Freitag, 6. Mai 2016

Freud

Kaum jemand hat das Außenbild der klinischen Psychologie und Psychotherapie so geprägt wie Sigmund Freud, der heute seinen 160. Geburtstag gefeiert hätte. Ich höre dabei doch sehr oft Kritik an Freud - seine Methoden seien nicht wissenschaftlich entstanden, seine entwickelten Verfahren bräuchten viel zu viel Zeit, und sehr viel mehr. Manchmal werde ich da das Gefühl nicht los, dass Freud da ein Opfer des Lotto-Fehlschlusses wird. Und ihm historisch Unrecht getan wird.

Mit Lotto-Fehlschluss meine ich eine besondere Form des gedanklichen Zeitsprungs - etwas in der Vergangenheit anhand von Informationen bewerten, die es damals noch nicht gab. Wenn das ginge, dann wären wir alle Lotto-Millionäre!

In welcher Zeit hat Freud sein Wirken begonnen? Zu einer Zeit, als psychisch / psychiatrisch Erkrankte weggesperrt wurden. Er lebte in einer Zeit, in der erstmals begonnen wurde zu schauen, inwieweit psychisch Erkrankten geholfen werden kann. Betrat damit zugleich relativ luftleeren Raum.

Das klassisch wissenschaftliche Vorgehen ist, dass man anhand des bisherigen Forschungsstands Theorien aufstellt, diese Theorien testet, und entweder beibehält oder verwirft. Im luftleeren Raum schwierig. Einfach mal als Vergleich, die kognitive Verhaltenstherapie nahm ihren Ursprung in sabbernden Hunden, die dann recht bald zu abergläubischen Tauben führten, und ab da ging es dann richtig los. Vielleicht wissenschaftlich fundiert, aber über Jahrzehnte auch recht stumpf und eingeengt.

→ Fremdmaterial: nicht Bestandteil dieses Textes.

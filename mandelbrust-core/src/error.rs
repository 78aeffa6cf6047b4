use thiserror::Error;

/// Errors originating from the core fractal engine.
#[derive(Debug, Error)]
pub enum CoreError {
    #[error("invalid max iterations: {0} (must be >= 1)")]
    InvalidMaxIterations(u32),

    #[error("invalid escape radius: {0} (must be > 1.0)")]
    InvalidEscapeRadius(f64),

    #[error("invalid exponent: {0} (must be >= 0.0)")]
    InvalidExponent(f64),

    #[error("invalid fractal span: {reason}")]
    InvalidSpan { reason: String },

    #[error("invalid configuration: {0}")]
    InvalidConfiguration(String),

    #[error("operation cancelled")]
    Cancelled,
}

Historisch betrachtet lässt sich wohl, ist jedenfalls meine Meinung, festhalten, dass Freud viel Gutes bewirkt und noch mehr Gutes angestoßen hat. Wenn man ihm den Mantel des Absolutem entreißt, sondern seine Ideen als Ideen aufgreift, dann hat er einige wichtige Ideen in die Welt gebracht. Manche so gut, wie sie waren. Manche brauchten Weiterentwicklung. Manche haben sich als Fehlschluss herausgestellt. Zu manchen wurden alternative Wege gefunden, sei es im von ihm geprägten Gedankengebilde, sei es außerhalb davon. Ich glaube nicht, dass das wichtig ist.